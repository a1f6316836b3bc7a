use crate::models::app_state::AppState;
use crate::pages::{AdminPage, ChatPage, LoginPage};
use strum::EnumIter;
use yew::prelude::*;
use yew_router::prelude::*;
use yewdux::prelude::use_selector;

/// The main routes
#[derive(Debug, Clone, PartialEq, Routable, EnumIter)]
pub enum MainRoute {
    #[at("/")]
    Chat,
    #[at("/login")]
    Login,
    #[at("/admin")]
    Admin,
    #[not_found]
    #[at("/404")]
    NotFound,
}

#[derive(Properties, PartialEq)]
pub struct MainRouteViewProps {
    pub route: MainRoute,
}

#[function_component(MainRouteView)]
fn main_route_view(props: &MainRouteViewProps) -> Html {
    let user = use_selector(|state: &AppState| state.user.clone());
    let user_opt = (*user).clone();
    let is_authenticated = user_opt.is_some();
    let is_admin = user_opt.as_ref().is_some_and(|user| user.is_admin);

    match props.route.clone() {
        MainRoute::Login => {
            if is_admin {
                html! { <Redirect<MainRoute> to={MainRoute::Admin} /> }
            } else if is_authenticated {
                html! { <Redirect<MainRoute> to={MainRoute::Chat} /> }
            } else {
                html! { <LoginPage /> }
            }
        }
        MainRoute::Chat => {
            if !is_authenticated {
                return html! { <Redirect<MainRoute> to={MainRoute::Login} /> };
            }
            if is_admin {
                return html! { <Redirect<MainRoute> to={MainRoute::Admin} /> };
            }
            html! { <ChatPage /> }
        }
        MainRoute::Admin => {
            if !is_authenticated {
                return html! { <Redirect<MainRoute> to={MainRoute::Login} /> };
            }
            if !is_admin {
                return html! { <Redirect<MainRoute> to={MainRoute::Chat} /> };
            }
            html! { <AdminPage /> }
        }
        MainRoute::NotFound => {
            if !is_authenticated {
                return html! { <Redirect<MainRoute> to={MainRoute::Login} /> };
            }
            html! {
                <div class="flex flex-col items-center justify-center min-h-screen bg-base-200">
                    <h1 class="text-4xl font-bold">{"404"}</h1>
                    <p class="mt-2">{"Page not found"}</p>
                </div>
            }
        }
    }
}

/// Switch function for the main routes.
pub fn switch(route: MainRoute) -> Html {
    web_sys::console::log_1(&format!("Switching to route: {:?}", route).into());
    html! { <MainRouteView {route} /> }
}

(WORK INSTRUCTION) Work out how many lines of the entries contain the word "EnumIter", and answer with that number alone.

(EXERCISE SOLUTION) 2